BAGHDAD: Iraq’s oil exports fell to 2.484 million barrels per day (bpd) in May from 2.62 million in April due to a slowdown in Kirkuk oil shipments after repeated pipeline attacks and maintenance operations in the south, two government oil officials said.
Iraq shipped 2.198 million bpd from the southern oil hub of Basra and 286,000 bpd from the northern fields around Kirkuk, including 15,000 barrels trucked to Jordan, the officials said.
The May export figure is lower than the initial level of 2.6 million bpd given by oil minister Abdul Kareem Luaibi on May 26.
Experts say lower exports show the 2.9 million bpd set in the 2013 federal budget will be difficult to achieve.
Problems include repeated attacks on the northern pipeline, shipment stoppages from the Kurdish region and infrastructure bottlenecks in the south.

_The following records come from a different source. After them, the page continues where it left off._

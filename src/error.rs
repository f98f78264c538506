//! Error types for the node files server.
//!
//! Uses thiserror for deriving std::error::Error and miette for rich diagnostics.

use std::fmt;
use std::path::PathBuf;

use miette::Diagnostic;
use thiserror::Error;

/// Top-level error type for the application.
#[derive(Error, Debug, Diagnostic)]
pub enum Error {
    /// Configuration or credentials could not be loaded
    #[error(transparent)]
    #[diagnostic(transparent)]
    Config(#[from] ConfigError),

    /// MCP server error
    #[error("MCP server error")]
    #[diagnostic(code(node_files::server))]
    Server(#[from] ServerError),
}

/// Errors raised while loading static configuration and cluster credentials.
#[derive(Error, Debug, Diagnostic)]
pub enum ConfigError {
    /// A configuration file could not be read
    #[error("Failed to read {}", path.display())]
    #[diagnostic(code(node_files::config::read))]
    Read {
        path: PathBuf,
        #[source]
        source: std::io::Error,
    },

    /// The TOML configuration file is malformed
    #[error("Failed to parse configuration file {}", path.display())]
    #[diagnostic(code(node_files::config::toml))]
    Toml {
        path: PathBuf,
        #[source]
        source: toml::de::Error,
    },

    /// The kubeconfig file is malformed
    #[error("Failed to parse kubeconfig {}", path.display())]
    #[diagnostic(code(node_files::config::kubeconfig))]
    Kubeconfig {
        path: PathBuf,
        #[source]
        source: serde_yaml::Error,
    },

    /// A named context, cluster or user is missing from the kubeconfig
    #[error("{kind} '{name}' not found in kubeconfig")]
    #[diagnostic(
        code(node_files::config::missing_entry),
        help("Check current-context and the clusters/users lists of the kubeconfig")
    )]
    MissingEntry { kind: &'static str, name: String },

    /// Neither a kubeconfig nor in-cluster credentials are available
    #[error("No cluster credentials found")]
    #[diagnostic(
        code(node_files::config::no_credentials),
        help("Pass --kubeconfig, set KUBECONFIG, or run inside a pod with a service account")
    )]
    NoCredentials,

    /// A credential entry is present but unusable
    #[error("Invalid credential in {context}: {reason}")]
    #[diagnostic(code(node_files::config::credential))]
    InvalidCredential { context: String, reason: String },

    /// The HTTP client could not be built from the credentials
    #[error("Failed to build cluster HTTP client")]
    #[diagnostic(code(node_files::config::client))]
    Client(#[source] reqwest::Error),
}

/// Errors returned by the cluster resource API.
#[derive(Error, Debug, Diagnostic)]
pub enum ClusterError {
    /// The API server answered with a non-success status
    #[error("{message} (HTTP {status})")]
    #[diagnostic(code(node_files::cluster::api))]
    Api { status: u16, message: String },

    /// The request never produced a response
    #[error("cluster API request failed: {0}")]
    #[diagnostic(code(node_files::cluster::transport))]
    Transport(#[source] reqwest::Error),

    /// The response body could not be decoded
    #[error("failed to decode {context}")]
    #[diagnostic(code(node_files::cluster::decode))]
    Decode {
        context: String,
        #[source]
        source: serde_json::Error,
    },

    /// A request URL could not be built
    #[error("invalid cluster URL: {0}")]
    #[diagnostic(code(node_files::cluster::url))]
    InvalidUrl(String),
}

impl ClusterError {
    /// Returns true if the API server reported the object as missing.
    #[must_use]
    pub fn is_not_found(&self) -> bool {
        matches!(self, Self::Api { status: 404, .. })
    }
}

/// Errors raised while establishing or consuming a remote exec stream.
#[derive(Error, Debug, Diagnostic)]
pub enum StreamError {
    /// The server did not switch protocols
    #[error("unable to upgrade connection: {reason}")]
    #[diagnostic(code(node_files::stream::upgrade))]
    UpgradeFailed { status: Option<u16>, reason: String },

    /// An intermediating HTTPS proxy refused the upgrade
    #[error("proxy rejected connection upgrade: {0}")]
    #[diagnostic(code(node_files::stream::proxy))]
    ProxyRejected(String),

    /// Connecting to the API server failed for another reason
    #[error("failed to connect for exec: {0}")]
    #[diagnostic(code(node_files::stream::connect))]
    Connect(#[source] reqwest::Error),

    /// The WebSocket layer failed mid-stream
    #[error("websocket stream error: {0}")]
    #[diagnostic(code(node_files::stream::websocket))]
    WebSocket(#[from] tokio_tungstenite::tungstenite::Error),

    /// The peer violated the framing protocol
    #[error("stream protocol error: {0}")]
    #[diagnostic(code(node_files::stream::protocol))]
    Protocol(String),

    /// The remote process reported a failure on the status channel
    #[error("{0}")]
    #[diagnostic(code(node_files::stream::remote))]
    Remote(String),

    /// Reading or writing the upgraded connection failed
    #[error("stream I/O error: {0}")]
    #[diagnostic(code(node_files::stream::io))]
    Io(#[from] std::io::Error),

    /// The caller cancelled the operation while the stream was open
    #[error("exec stream cancelled")]
    #[diagnostic(code(node_files::stream::cancelled))]
    Cancelled,
}

/// A failed remote command together with whatever it wrote to stderr.
#[derive(Debug)]
pub struct ExecFailure {
    /// Standard error captured before the failure.
    pub stderr: String,
    /// The transport or remote error.
    pub source: StreamError,
}

impl ExecFailure {
    /// Wraps a stream error with the stderr captured so far.
    #[must_use]
    pub fn new(stderr: impl Into<String>, source: StreamError) -> Self {
        Self {
            stderr: stderr.into(),
            source,
        }
    }
}

impl fmt::Display for ExecFailure {
    fn fmt(&self, f: &mut fmt::Formatter<'_>) -> fmt::Result {
        if self.stderr.is_empty() {
            write!(f, "{}", self.source)
        } else {
            write!(f, "exec error: {}: {}", self.stderr, self.source)
        }
    }
}

impl std::error::Error for ExecFailure {
    fn source(&self) -> Option<&(dyn std::error::Error + 'static)> {
        Some(&self.source)
    }
}

/// Errors of a single node file operation.
///
/// Everything after validation names the stage that failed; only one of these
/// is ever returned per call.
#[derive(Error, Debug, Diagnostic)]
pub enum NodeFilesError {
    /// A required argument is missing or malformed
    #[error("{0}")]
    #[diagnostic(code(node_files::validation))]
    Validation(String),

    /// The access gate rejected a resource kind
    #[error("resource not allowed: {resource}")]
    #[diagnostic(
        code(node_files::access_denied),
        help("Remove the entry from denied_resources to allow this operation")
    )]
    AccessDenied { resource: String },

    /// The cluster refused to create the sandbox pod
    #[error("failed to create pod: {source}")]
    #[diagnostic(code(node_files::pod_creation))]
    PodCreation {
        #[source]
        source: ClusterError,
    },

    /// Reading the sandbox pod during the readiness wait failed
    #[error("pod {pod} failed to become ready: {source}")]
    #[diagnostic(code(node_files::pod_status))]
    PodStatus {
        pod: String,
        #[source]
        source: ClusterError,
    },

    /// The sandbox pod did not become ready in time
    #[error("pod {pod} failed to become ready: timeout waiting for pod to be ready after {}s", timeout.as_secs())]
    #[diagnostic(
        code(node_files::readiness_timeout),
        help("Check that the node is schedulable and the image can be pulled")
    )]
    ReadinessTimeout {
        pod: String,
        timeout: std::time::Duration,
    },

    /// The sandbox pod entered the Failed phase
    #[error("pod {pod} failed to become ready: pod failed{}", reason.as_deref().map(|r| format!(": {r}")).unwrap_or_default())]
    #[diagnostic(code(node_files::pod_failed))]
    PodFailed { pod: String, reason: Option<String> },

    /// A remote command failed
    #[error("{stage}: {source}")]
    #[diagnostic(code(node_files::exec))]
    Exec {
        stage: &'static str,
        #[source]
        source: ExecFailure,
    },

    /// A local file could not be read or written
    #[error("{context}: {source}")]
    #[diagnostic(code(node_files::local_io))]
    LocalIo {
        context: String,
        #[source]
        source: std::io::Error,
    },

    /// The local file cannot be carried through a shell command
    #[error("cannot transfer {}: {reason}", path.display())]
    #[diagnostic(
        code(node_files::unsupported_payload),
        help("Only text files without NUL bytes and below the inline size limit can be put")
    )]
    UnsupportedPayload { path: PathBuf, reason: String },

    /// The caller cancelled the operation
    #[error("operation cancelled while {stage}")]
    #[diagnostic(code(node_files::cancelled))]
    Cancelled { stage: &'static str },
}

impl NodeFilesError {
    /// Builds a local I/O error with context.
    pub(crate) fn local_io(context: impl Into<String>, source: std::io::Error) -> Self {
        Self::LocalIo {
            context: context.into(),
            source,
        }
    }
}

/// Errors related to the MCP server.
#[derive(Error, Debug, Diagnostic)]
pub enum ServerError {
    /// Failed to initialize server
    #[error("Failed to initialize MCP server: {0}")]
    #[diagnostic(code(node_files::server::init))]
    InitializationFailed(String),

    /// Transport error
    #[error("Transport error: {0}")]
    #[diagnostic(code(node_files::server::transport))]
    Transport(String),
}

/// Result type alias for this crate.
pub type Result<T> = std::result::Result<T, Error>;

#[cfg(test)]
mod tests {
    use super::*;
    use std::time::Duration;

    #[test]
    fn test_exec_failure_without_stderr_shows_source_only() {
        let failure = ExecFailure::new("", StreamError::Remote("boom".into()));
        assert_eq!(failure.to_string(), "boom");
    }

    #[test]
    fn test_exec_failure_joins_stderr_and_source() {
        let failure = ExecFailure::new(
            "cat: /host/nope: No such file or directory",
            StreamError::Remote("command terminated with non-zero exit code: 1".into()),
        );
        assert_eq!(
            failure.to_string(),
            "exec error: cat: /host/nope: No such file or directory: \
             command terminated with non-zero exit code: 1"
        );
    }

    #[test]
    fn test_readiness_timeout_mentions_timeout() {
        let err = NodeFilesError::ReadinessTimeout {
            pod: "node-files-abcde".into(),
            timeout: Duration::from_secs(120),
        };
        let message = err.to_string();
        assert!(message.contains("timeout"), "got: {message}");
        assert!(message.contains("node-files-abcde"));
    }

    #[test]
    fn test_pod_failed_reason_is_optional() {
        let bare = NodeFilesError::PodFailed {
            pod: "p".into(),
            reason: None,
        };
        assert_eq!(bare.to_string(), "pod p failed to become ready: pod failed");

        let with_reason = NodeFilesError::PodFailed {
            pod: "p".into(),
            reason: Some("ErrImagePull".into()),
        };
        assert_eq!(
            with_reason.to_string(),
            "pod p failed to become ready: pod failed: ErrImagePull"
        );
    }

    #[test]
    fn test_config_errors_keep_their_diagnostic() {
        let err = Error::from(ConfigError::NoCredentials);
        assert_eq!(err.to_string(), "No cluster credentials found");
        assert_eq!(
            err.code().map(|c| c.to_string()).as_deref(),
            Some("node_files::config::no_credentials")
        );
        assert!(err.help().is_some());
    }

    #[test]
    fn test_not_found_detection() {
        let err = ClusterError::Api {
            status: 404,
            message: "pods \"x\" not found".into(),
        };
        assert!(err.is_not_found());
        let err = ClusterError::Api {
            status: 500,
            message: "boom".into(),
        };
        assert!(!err.is_not_found());
    }
}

“The repeated halting of northern exports after sabotage attacks and partial maintenance of crude facilities in the south have contributed to pushing down exports,” one government oil official said.
Crude oil flows from Iraq to Turkey on the Kirkuk-Ceyhan pipeline were interrupted in May due to repeated attacks by insurgent groups.

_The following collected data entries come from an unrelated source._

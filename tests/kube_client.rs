//! Integration tests for the API client and exec upgrade handling against a
//! mock API server.

use std::sync::Arc;

use serde_json::json;
use tokio_util::sync::CancellationToken;
use wiremock::matchers::{body_partial_json, header, method, path, query_param};
use wiremock::{Mock, MockServer, ResponseTemplate};

use node_files_mcp::cluster::{KubeClient, PodApi};
use node_files_mcp::config::{ClusterCredentials, DEFAULT_MAX_PAYLOAD_BYTES};
use node_files_mcp::error::{ClusterError, StreamError};
use node_files_mcp::exec::{
    ExecTarget, RemoteCommandResult, RemoteExecutor, SpdyTransport, StreamExecutor,
    StreamTransport, WebSocketTransport,
};
use node_files_mcp::sandbox::{SandboxConfig, SandboxSpec};

const POD: &str = "node-files-mock1";

fn client(server: &MockServer) -> Arc<KubeClient> {
    Arc::new(KubeClient::new(&ClusterCredentials::anonymous(server.uri())).unwrap())
}

fn pod_json(phase: &str, ready: &str) -> serde_json::Value {
    json!({
        "apiVersion": "v1",
        "kind": "Pod",
        "metadata": {
            "name": POD,
            "namespace": "default",
            "uid": "0b6f0c6e-1111-2222-3333-444455556666",
            "creationTimestamp": "2026-01-01T00:00:00Z"
        },
        "spec": { "nodeName": "worker-1", "containers": [] },
        "status": {
            "phase": phase,
            "conditions": [{ "type": "Ready", "status": ready }]
        }
    })
}

fn target() -> ExecTarget {
    ExecTarget::new("default", POD, "node-files")
}

fn command() -> Vec<String> {
    vec!["/bin/sh".into(), "-c".into(), "ls -la '/host/'".into()]
}

// ============================================================================
// Pod resource calls
// ============================================================================

#[tokio::test]
async fn test_create_pod_posts_manifest() {
    let server = MockServer::start().await;
    Mock::given(method("POST"))
        .and(path("/api/v1/namespaces/default/pods"))
        .and(body_partial_json(json!({
            "kind": "Pod",
            "metadata": { "name": POD },
            "spec": {
                "nodeName": "worker-1",
                "restartPolicy": "Never",
                "containers": [{ "securityContext": { "privileged": true } }]
            }
        })))
        .respond_with(ResponseTemplate::new(201).set_body_json(pod_json("Pending", "False")))
        .expect(1)
        .mount(&server)
        .await;

    let pod = SandboxSpec::new("worker-1", &SandboxConfig::default()).to_pod(POD);
    let created = client(&server).create_pod("default", &pod).await.unwrap();

    assert_eq!(created.metadata.name.as_deref(), Some(POD));
    assert!(created.metadata.creation_timestamp.is_some());
    assert!(!created.is_ready());
}

#[tokio::test]
async fn test_create_pod_surfaces_api_message() {
    let server = MockServer::start().await;
    Mock::given(method("POST"))
        .and(path("/api/v1/namespaces/restricted/pods"))
        .respond_with(ResponseTemplate::new(403).set_body_json(json!({
            "kind": "Status",
            "apiVersion": "v1",
            "status": "Failure",
            "message": "pods is forbidden: violates PodSecurity \"restricted:latest\"",
            "reason": "Forbidden",
            "code": 403
        })))
        .mount(&server)
        .await;

    let pod = SandboxSpec::new("worker-1", &SandboxConfig::default()).to_pod(POD);
    let err = client(&server)
        .create_pod("restricted", &pod)
        .await
        .unwrap_err();

    match err {
        ClusterError::Api { status, message } => {
            assert_eq!(status, 403);
            assert!(message.contains("violates PodSecurity"), "got {message}");
        }
        other => panic!("expected API error, got {other:?}"),
    }
}

#[tokio::test]
async fn test_get_pod_reads_readiness() {
    let server = MockServer::start().await;
    Mock::given(method("GET"))
        .and(path(format!("/api/v1/namespaces/default/pods/{POD}")))
        .respond_with(ResponseTemplate::new(200).set_body_json(pod_json("Running", "True")))
        .mount(&server)
        .await;

    let pod = client(&server).get_pod("default", POD).await.unwrap();
    assert!(pod.is_ready());
}

#[tokio::test]
async fn test_get_missing_pod_is_not_found() {
    let server = MockServer::start().await;
    Mock::given(method("GET"))
        .and(path(format!("/api/v1/namespaces/default/pods/{POD}")))
        .respond_with(ResponseTemplate::new(404).set_body_json(json!({
            "kind": "Status",
            "status": "Failure",
            "message": format!("pods \"{POD}\" not found"),
            "code": 404
        })))
        .mount(&server)
        .await;

    let err = client(&server).get_pod("default", POD).await.unwrap_err();
    assert!(err.is_not_found());
    assert!(err.to_string().contains("not found"));
}

#[tokio::test]
async fn test_get_pod_with_garbage_body() {
    let server = MockServer::start().await;
    Mock::given(method("GET"))
        .and(path(format!("/api/v1/namespaces/default/pods/{POD}")))
        .respond_with(ResponseTemplate::new(200).set_body_string("<html>login</html>"))
        .mount(&server)
        .await;

    let err = client(&server).get_pod("default", POD).await.unwrap_err();
    assert!(matches!(err, ClusterError::Decode { .. }), "got {err:?}");
}

#[tokio::test]
async fn test_delete_pod_sends_background_propagation() {
    let server = MockServer::start().await;
    Mock::given(method("DELETE"))
        .and(path(format!("/api/v1/namespaces/default/pods/{POD}")))
        .and(body_partial_json(json!({
            "propagationPolicy": "Background",
            "gracePeriodSeconds": 0
        })))
        .respond_with(ResponseTemplate::new(200).set_body_json(pod_json("Running", "True")))
        .expect(1)
        .mount(&server)
        .await;

    client(&server).delete_pod("default", POD).await.unwrap();
}

#[tokio::test]
async fn test_delete_missing_pod_is_ok() {
    let server = MockServer::start().await;
    Mock::given(method("DELETE"))
        .and(path(format!("/api/v1/namespaces/default/pods/{POD}")))
        .respond_with(ResponseTemplate::new(404))
        .mount(&server)
        .await;

    client(&server).delete_pod("default", POD).await.unwrap();
}

#[tokio::test]
async fn test_delete_server_error_is_reported() {
    let server = MockServer::start().await;
    Mock::given(method("DELETE"))
        .and(path(format!("/api/v1/namespaces/default/pods/{POD}")))
        .respond_with(ResponseTemplate::new(500).set_body_string("etcd unavailable"))
        .mount(&server)
        .await;

    let err = client(&server).delete_pod("default", POD).await.unwrap_err();
    assert!(matches!(err, ClusterError::Api { status: 500, .. }), "got {err:?}");
    assert!(err.to_string().contains("etcd unavailable"));
}

// ============================================================================
// Exec upgrades
// ============================================================================

fn exec_path() -> String {
    format!("/api/v1/namespaces/default/pods/{POD}/exec")
}

#[tokio::test]
async fn test_websocket_refusal_is_upgrade_failure() {
    let server = MockServer::start().await;
    Mock::given(method("GET"))
        .and(path(exec_path()))
        .and(query_param("container", "node-files"))
        .and(header("sec-websocket-protocol", "v5.channel.k8s.io"))
        .respond_with(ResponseTemplate::new(400).set_body_string("Upgrade request required"))
        .expect(1)
        .mount(&server)
        .await;

    let mut output = RemoteCommandResult::default();
    let err = WebSocketTransport::new(client(&server))
        .stream(&target(), &command(), &mut output)
        .await
        .unwrap_err();

    match err {
        StreamError::UpgradeFailed { status, reason } => {
            assert_eq!(status, Some(400));
            assert!(reason.contains("Upgrade request required"), "got {reason}");
        }
        other => panic!("expected upgrade failure, got {other:?}"),
    }
}

#[tokio::test]
async fn test_spdy_refusal_is_upgrade_failure() {
    let server = MockServer::start().await;
    Mock::given(method("POST"))
        .and(path(exec_path()))
        .and(header("upgrade", "SPDY/3.1"))
        .respond_with(ResponseTemplate::new(403).set_body_json(json!({
            "kind": "Status",
            "message": "pods \"node-files-mock1\" is forbidden: cannot create resource \"pods/exec\"",
            "code": 403
        })))
        .expect(1)
        .mount(&server)
        .await;

    let mut output = RemoteCommandResult::default();
    let err = SpdyTransport::new(client(&server))
        .stream(&target(), &command(), &mut output)
        .await
        .unwrap_err();

    match err {
        StreamError::UpgradeFailed { status, reason } => {
            assert_eq!(status, Some(403));
            assert!(reason.contains("pods/exec"), "got {reason}");
        }
        other => panic!("expected upgrade failure, got {other:?}"),
    }
}

#[tokio::test]
async fn test_executor_falls_back_from_websocket_to_spdy() {
    let server = MockServer::start().await;
    Mock::given(method("GET"))
        .and(path(exec_path()))
        .respond_with(ResponseTemplate::new(400))
        .expect(1)
        .mount(&server)
        .await;
    Mock::given(method("POST"))
        .and(path(exec_path()))
        .respond_with(ResponseTemplate::new(400))
        .expect(1)
        .mount(&server)
        .await;

    let executor = StreamExecutor::for_cluster(client(&server));
    let failure = executor
        .execute(&target(), &command(), &CancellationToken::new())
        .await
        .unwrap_err();

    assert!(matches!(failure.source, StreamError::UpgradeFailed { .. }));

    let methods: Vec<String> = server
        .received_requests()
        .await
        .unwrap()
        .iter()
        .map(|request| request.method.to_string())
        .collect();
    assert_eq!(methods, vec!["GET", "POST"]);
}

#[test]
fn test_default_payload_limit() {
    assert_eq!(DEFAULT_MAX_PAYLOAD_BYTES, 100 * 1024);
}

The pipeline carries Iraq’s medium sour Kirkuk grade to Turkey’s port of Ceyhan on the Mediterranean.
The May attacks have forced Iraq to increase oil police patrols along the export pipeline to Turkey in a bid to stop militants from bombing it, oil officials said.

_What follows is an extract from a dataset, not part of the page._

//! MCP server implementation.
//!
//! This module provides the stdio MCP server exposing the `node_files` tool.

mod handler;

pub use handler::{NodeFilesServer, run};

Iraq aims to double its oil output over the next three years and has a long-term goal of 12 million bpd.
The OPEC member is likely to manage around half that amount, industry experts say, due to infrastructure and logistical hurdles.
Yet Iraq, which has the world’s fourth-largest oil reserves, is still expected to be the world’s biggest source of new oil supplies over the next few years.